My code is below. #display is the display field on the calculator, .number is the class of buttons which are numbered. The code works in terms of changing the number on the display, but I don’t know how to store that change (aka number) for later use. Any help would be greatly appreciated, I can’t seem to figure this one out. Thanks! -Erik

const display = document.body.querySelector(’#display’);
document.querySelectorAll(’.number’).forEach(item =>
item.addEventListener(‘click’, function(e) {
display.textContent = e.target.textContent;
}));


#2

Hey Erik,

You could potentially store it in an array which means you could keep pushing all the input to it until it’s ready to be calculated.


#3

Hi Erik,
An alternative to using an array would be to simply multiply your current value by 10, then add what was clicked.
For example, consider the following function:

let displayValue = 0;
const clickNum = num => displayValue = displayValue * 10 + num;

Calling clickNum with a number 0-9 will add that digit to the end of displayValue, like so:

clickNum(1); // displayValue = 1
clickNum(2); // displayValue = 12
clickNum(0); // displayValue = 120
clickNum(5); // displayValue = 1205
clickNum(5); // displayValue = 12055

Resetting would then be as simple as setting displayValue to 0.

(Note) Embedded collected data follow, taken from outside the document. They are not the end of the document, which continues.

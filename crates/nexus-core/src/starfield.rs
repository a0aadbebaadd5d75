use glam::Vec2;
use rand::prelude::*;

use crate::constants::STAR_CLEAR_RADIUS;

/// One background star, twinkling against the fade.
#[derive(Clone, Copy, Debug, Default)]
pub struct Star {
    pub pos: Vec2,
    pub size: f32,
    pub alpha: f32,
    pub twinkle_speed: f32,
}

impl Star {
    /// Re-roll position, size and twinkle. Returns `false` without touching
    /// the star when the canvas has no usable area, so NaN never leaks into
    /// star state.
    pub fn reset(&mut self, width: f32, height: f32, rng: &mut StdRng) -> bool {
        if !(width.is_finite() && height.is_finite()) || width <= 0.0 || height <= 0.0 {
            return false;
        }
        self.pos = Vec2::new(rng.gen::<f32>() * width, rng.gen::<f32>() * height);
        self.size = rng.gen::<f32>() * 1.5;
        self.alpha = rng.gen::<f32>();
        self.twinkle_speed = rng.gen::<f32>() * 0.05 + 0.02;
        true
    }

    pub fn update(&mut self, time: u64, width: f32, height: f32, rng: &mut StdRng) {
        self.alpha = (time as f32 * self.twinkle_speed).sin().abs();
        // Keep the centre clear for the ambient glow.
        let centre = Vec2::new(width * 0.5, height * 0.5);
        if self.pos.distance(centre) < STAR_CLEAR_RADIUS {
            self.reset(width, height, rng);
        }
    }
}

/// Fixed-size collection of background stars.
pub struct Starfield {
    stars: Vec<Star>,
}

impl Starfield {
    pub fn new(count: usize, width: f32, height: f32, rng: &mut StdRng) -> Self {
        let mut stars = vec![Star::default(); count];
        for star in &mut stars {
            star.reset(width, height, rng);
        }
        Self { stars }
    }

    pub fn reset_all(&mut self, width: f32, height: f32, rng: &mut StdRng) {
        for star in &mut self.stars {
            star.reset(width, height, rng);
        }
    }

    pub fn update(&mut self, time: u64, width: f32, height: f32, rng: &mut StdRng) {
        for star in &mut self.stars {
            star.update(time, width, height, rng);
        }
    }

    pub fn stars(&self) -> &[Star] {
        &self.stars
    }
}
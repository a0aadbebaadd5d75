use std::f32::consts::TAU;

use glam::Vec2;

use crate::constants::{FLOW_CELL_STEP, FLOW_TIME_SCALE, FLOW_WOBBLE};

/// Dense grid of direction vectors steering particle motion.
///
/// The grid covers the canvas at a fixed cell resolution and is fully derived:
/// `generate` seeds it from cell coordinates alone (used on resize) and
/// `update` recomputes every cell from cell coordinates plus elapsed time,
/// once per simulated tick.
pub struct FlowField {
    resolution: f32,
    cols: usize,
    rows: usize,
    vectors: Vec<Vec2>,
}

impl FlowField {
    pub fn new(resolution: f32) -> Self {
        Self {
            resolution,
            cols: 0,
            rows: 0,
            vectors: Vec::new(),
        }
    }

    pub fn cols(&self) -> usize {
        self.cols
    }

    pub fn rows(&self) -> usize {
        self.rows
    }

    /// Rebuild the grid for a new canvas size. Degenerate dimensions are
    /// skipped so a hidden or collapsing canvas never wipes the field.
    pub fn generate(&mut self, width: f32, height: f32) {
        if !(width.is_finite() && height.is_finite()) || width <= 0.0 || height <= 0.0 {
            log::warn!("[flow] skipping generate for degenerate canvas {width}x{height}");
            return;
        }
        self.cols = (width / self.resolution).floor() as usize;
        self.rows = (height / self.resolution).floor() as usize;
        self.vectors.clear();
        self.vectors.reserve(self.cols * self.rows);
        let mut yoff = 0.0f32;
        for _ in 0..self.rows {
            let mut xoff = 0.0f32;
            for _ in 0..self.cols {
                let angle = xoff.sin() * yoff.cos() * TAU;
                self.vectors.push(Vec2::new(angle.cos(), angle.sin()));
                xoff += FLOW_CELL_STEP;
            }
            yoff += FLOW_CELL_STEP;
        }
    }

    /// Recompute every cell for the current tick. Both axes carry a phase
    /// offset advanced by `time * 0.001`; the wobble term is added to the
    /// angle before the intensity scaling, which keeps the drift visible even
    /// at low intensity.
    pub fn update(&mut self, time: u64, flow_speed: f32, intensity: f32) {
        let t = time as f32 * FLOW_TIME_SCALE;
        let wobble = t.sin() * FLOW_WOBBLE;
        let mut yoff = t;
        for row in 0..self.rows {
            let mut xoff = t;
            for col in 0..self.cols {
                let angle = (xoff * flow_speed).sin() * (yoff * flow_speed).cos() * TAU + wobble;
                self.vectors[row * self.cols + col] =
                    Vec2::new(angle.cos() * intensity, angle.sin() * intensity);
                xoff += FLOW_CELL_STEP;
            }
            yoff += FLOW_CELL_STEP;
        }
    }

    /// Nearest-cell lookup for a world coordinate; zero for anything outside
    /// the grid, matching the discretization used at write time.
    pub fn sample(&self, x: f32, y: f32) -> Vec2 {
        if !(x.is_finite() && y.is_finite()) || x < 0.0 || y < 0.0 {
            return Vec2::ZERO;
        }
        let col = (x / self.resolution).floor() as usize;
        let row = (y / self.resolution).floor() as usize;
        if col >= self.cols || row >= self.rows {
            return Vec2::ZERO;
        }
        self.vectors[row * self.cols + col]
    }
}
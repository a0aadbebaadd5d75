use std::f64::consts::TAU;

use glam::Vec2;
use nexus_core::{GradientStop, Hsla, Surface};
use web_sys as web;

/// Canvas 2D implementation of the simulation's rasterizer.
pub struct CanvasSurface<'a> {
    ctx: &'a web::CanvasRenderingContext2d,
}

impl<'a> CanvasSurface<'a> {
    pub fn new(ctx: &'a web::CanvasRenderingContext2d) -> Self {
        Self { ctx }
    }

    fn radial_gradient(&self, centre: Vec2, radius: f32, stops: &[GradientStop]) -> Option<web::CanvasGradient> {
        let gradient = self
            .ctx
            .create_radial_gradient(
                f64::from(centre.x),
                f64::from(centre.y),
                0.0,
                f64::from(centre.x),
                f64::from(centre.y),
                f64::from(radius),
            )
            .ok()?;
        for stop in stops {
            _ = gradient.add_color_stop(stop.offset, &css(stop.color));
        }
        Some(gradient)
    }
}

fn css(color: Hsla) -> String {
    format!(
        "hsla({}, {}%, {}%, {})",
        color.h, color.s, color.l, color.a
    )
}

impl Surface for CanvasSurface<'_> {
    fn fill_rect(&mut self, x: f32, y: f32, w: f32, h: f32, color: Hsla) {
        self.ctx.set_fill_style_str(&css(color));
        self.ctx
            .fill_rect(f64::from(x), f64::from(y), f64::from(w), f64::from(h));
    }

    fn fill_rect_radial(
        &mut self,
        x: f32,
        y: f32,
        w: f32,
        h: f32,
        centre: Vec2,
        radius: f32,
        stops: &[GradientStop],
    ) {
        if let Some(gradient) = self.radial_gradient(centre, radius, stops) {
            self.ctx.set_fill_style_canvas_gradient(&gradient);
            self.ctx
                .fill_rect(f64::from(x), f64::from(y), f64::from(w), f64::from(h));
        }
    }

    fn fill_circle(&mut self, centre: Vec2, radius: f32, color: Hsla) {
        self.ctx.set_fill_style_str(&css(color));
        self.ctx.begin_path();
        _ = self
            .ctx
            .arc(f64::from(centre.x), f64::from(centre.y), f64::from(radius), 0.0, TAU);
        self.ctx.fill();
    }

    fn fill_circle_radial(&mut self, centre: Vec2, radius: f32, stops: &[GradientStop]) {
        if let Some(gradient) = self.radial_gradient(centre, radius, stops) {
            self.ctx.set_fill_style_canvas_gradient(&gradient);
            self.ctx.begin_path();
            _ = self
                .ctx
                .arc(f64::from(centre.x), f64::from(centre.y), f64::from(radius), 0.0, TAU);
            self.ctx.fill();
        }
    }

    fn stroke_line(&mut self, from: Vec2, to: Vec2, width: f32, color: Hsla) {
        self.ctx.set_stroke_style_str(&css(color));
        self.ctx.set_line_width(f64::from(width));
        self.ctx.begin_path();
        self.ctx.move_to(f64::from(from.x), f64::from(from.y));
        self.ctx.line_to(f64::from(to.x), f64::from(to.y));
        self.ctx.stroke();
    }
}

Applying this to what you currently have would like something like this:

const display = document.querySelector('#display');
let displayValue = 0;

// clickNum function here

document.querySelectorAll('.number').forEach(num => {
  num.addEventListener('click', e => {
    // call clickNum
    // set the texContent of your display element to the value stored in displayValue
  });
});

I’ll let you fill in the blanks :wink:


#4

Thank you guys! The array definitely works and is what I was initially going for, but it looks like the displayValue idea will greatly simplify my code. It’s nice to learn tricks like this.